Work request >>
Return, exactly and in full, the lines of the records below starting at the one with "worker threads so" and ending at the one with "use swift_sched::datastr::particle::Particle;", and no other lines.

Excerpted data >>
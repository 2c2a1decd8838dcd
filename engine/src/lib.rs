//! Parallel task scheduler over a hierarchical spatial decomposition.
//!
//! Given a set of particles with positions and per-particle interaction
//! radii in a (optionally periodic) rectangular domain, this crate builds an
//! adaptive octree over them, compiles a dependency graph of sort/self/
//! pair/sub/ghost tasks, and runs that graph on a pool of worker threads so
//! that every particle pair closer than the sum of their radii is visited
//! exactly once per step.
//!
//! Physics kernels (density, force, ...) are external collaborators reached
//! through the [`kernel::Kernel`] trait; this crate only owns the spatial
//! indexing, the task graph, and its parallel execution.

#[macro_use]
pub mod report;
#[macro_use]
pub mod error;

pub mod config;
pub mod datastr;
pub mod kernel;
pub mod scheduler;
pub mod space;
pub mod task;
pub mod tree;

pub use config::SchedulerConfig;
pub use error::{KernelError, SchedulerError};
pub use kernel::Kernel;
pub use space::Space;
//! Synthetic-particle demo driver: generates a uniform cube of particles,
//! runs one step against a no-op kernel, and reports timing and task-graph
//! size.

use rand::Rng;
use swift_sched::datastr::particle::Particle;
use swift_sched::error::KernelError;
use swift_sched::{Kernel, SchedulerConfig, Space};

struct NoopKernel;

impl Kernel for NoopKernel {
    fn self_density(&self, _: &mut [Particle]) -> Result<(), KernelError> {
        Ok(())
    }
    fn pair_density(&self, _: &mut [Particle], _: &mut [Particle], _: u8) -> Result<(), KernelError> {
        Ok(())
    }
    fn sub_density(&self, _: &mut [Particle], _: Option<&mut [Particle]>, _: Option<u8>) -> Result<(), KernelError> {
        Ok(())
    }
    fn self_force(&self, _: &mut [Particle]) -> Result<(), KernelError> {
        Ok(())
    }
    fn pair_force(&self, _: &mut [Particle], _: &mut [Particle], _: u8) -> Result<(), KernelError> {
        Ok(())
    }
    fn sub_force(&self, _: &mut [Particle], _: Option<&mut [Particle]>, _: Option<u8>) -> Result<(), KernelError> {
        Ok(())
    }
    fn ghost(&self, _: &mut [Particle]) -> Result<(), KernelError> {
        Ok(())
    }
}

fn main() {
    let n: usize = std::env::args()
        .nth(1)
        .and_then(|s| s.parse().ok())
        .unwrap_or(50_000);
    let dim = 100.0;

    let mut rng = rand::thread_rng();
    let particles: Vec<Particle> = (0..n)
        .map(|i| {
            let pos = [rng.gen_range(0.0..dim), rng.gen_range(0.0..dim), rng.gen_range(0.0..dim)];
            Particle::new(pos, rng.gen_range(0.5..1.5), i as u32)
        })
        .collect();

    let cfg = SchedulerConfig::new().with_periodic(true);
    let mut space = Space::new(particles, [0.0; 3], [dim; 3], cfg);

    let kernel = NoopKernel;
    if let Err(e) = space.step(&kernel) {
        eprintln!("step failed: {}", e);
        std::process::exit(1);
    }

    swift_sched::report!("particles", n);
}
//! The interaction kernel boundary.
//!
//! This crate owns the spatial decomposition and the schedule; it knows
//! nothing about density, pressure, or force. Those live behind the
//! [`Kernel`] trait, implemented by whatever physics the caller is running
//! and invoked once per task the scheduler executes.

use crate::datastr::particle::Particle;
use crate::error::KernelError;

/// Per-step physics callbacks. Implementations must be safe to call
/// concurrently from multiple worker threads on disjoint cells; the
/// scheduler only serializes calls that touch the same cell (see
/// [`crate::datastr::cell::Spinlock`]).
pub trait Kernel: Send + Sync {
    /// All-pairs density accumulation within one cell's particles.
    fn self_density(&self, particles: &mut [Particle]) -> Result<(), KernelError>;
    /// Density accumulation between two distinct cells' particles. `sid` is
    /// the direction class of `b` relative to `a`, which the kernel needs to
    /// resolve the minimum-image offset for a periodic-wrapped pair.
    fn pair_density(&self, a: &mut [Particle], b: &mut [Particle], sid: u8) -> Result<(), KernelError>;
    /// Density accumulation for a task too small to be worth splitting
    /// further; `b`/`sid` are `None` for a self-sub.
    fn sub_density(&self, a: &mut [Particle], b: Option<&mut [Particle]>, sid: Option<u8>) -> Result<(), KernelError>;

    /// All-pairs force accumulation within one cell's particles.
    fn self_force(&self, particles: &mut [Particle]) -> Result<(), KernelError>;
    /// Force accumulation between two distinct cells' particles; see
    /// [`Kernel::pair_density`] for `sid`.
    fn pair_force(&self, a: &mut [Particle], b: &mut [Particle], sid: u8) -> Result<(), KernelError>;
    /// Force accumulation for a task too small to be worth splitting
    /// further; `b`/`sid` are `None` for a self-sub.
    fn sub_force(&self, a: &mut [Particle], b: Option<&mut [Particle]>, sid: Option<u8>) -> Result<(), KernelError>;

    /// Runs once per cell between the density and force phases, e.g. to
    /// finish an equation of state evaluation from accumulated density.
    fn ghost(&self, particles: &mut [Particle]) -> Result<(), KernelError>;
}

#[cfg(test)]
pub(crate) mod test_support {
    use super::*;
    use std::sync::atomic::{AtomicUsize, Ordering};

    /// A no-op kernel that counts how many times each callback ran, for
    /// asserting the scheduler actually drives every phase.
    #[derive(Default)]
    pub struct CountingKernel {
        pub self_density: AtomicUsize,
        pub pair_density: AtomicUsize,
        pub sub_density: AtomicUsize,
        pub self_force: AtomicUsize,
        pub pair_force: AtomicUsize,
        pub sub_force: AtomicUsize,
        pub ghost: AtomicUsize,
    }

    impl Kernel for CountingKernel {
        fn self_density(&self, _: &mut [Particle]) -> Result<(), KernelError> {
            self.self_density.fetch_add(1, Ordering::Relaxed);
            Ok(())
        }
        fn pair_density(&self, _: &mut [Particle], _: &mut [Particle], _: u8) -> Result<(), KernelError> {
            self.pair_density.fetch_add(1, Ordering::Relaxed);
            Ok(())
        }
        fn sub_density(&self, _: &mut [Particle], _: Option<&mut [Particle]>, _: Option<u8>) -> Result<(), KernelError> {
            self.sub_density.fetch_add(1, Ordering::Relaxed);
            Ok(())
        }
        fn self_force(&self, _: &mut [Particle]) -> Result<(), KernelError> {
            self.self_force.fetch_add(1, Ordering::Relaxed);
            Ok(())
        }
        fn pair_force(&self, _: &mut [Particle], _: &mut [Particle], _: u8) -> Result<(), KernelError> {
            self.pair_force.fetch_add(1, Ordering::Relaxed);
            Ok(())
        }
        fn sub_force(&self, _: &mut [Particle], _: Option<&mut [Particle]>, _: Option<u8>) -> Result<(), KernelError> {
            self.sub_force.fetch_add(1, Ordering::Relaxed);
            Ok(())
        }
        fn ghost(&self, _: &mut [Particle]) -> Result<(), KernelError> {
            self.ghost.fetch_add(1, Ordering::Relaxed);
            Ok(())
        }
    }
}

Answer to the exercise >>
//! pair/sub/ghost tasks, and runs that graph on a pool of worker threads so
//! that every particle pair closer than the sum of their radii is visited
//! exactly once per step.
//!
//! Physics kernels (density, force, ...) are external collaborators reached
//! through the [`kernel::Kernel`] trait; this crate only owns the spatial
//! indexing, the task graph, and its parallel execution.

#[macro_use]
pub mod report;
#[macro_use]
pub mod error;

pub mod config;
pub mod datastr;
pub mod kernel;
pub mod scheduler;
pub mod space;
pub mod task;
pub mod tree;

pub use config::SchedulerConfig;
pub use error::{KernelError, SchedulerError};
pub use kernel::Kernel;
pub use space::Space;
//! Synthetic-particle demo driver: generates a uniform cube of particles,
//! runs one step against a no-op kernel, and reports timing and task-graph
//! size.

use rand::Rng;
use swift_sched::datastr::particle::Particle;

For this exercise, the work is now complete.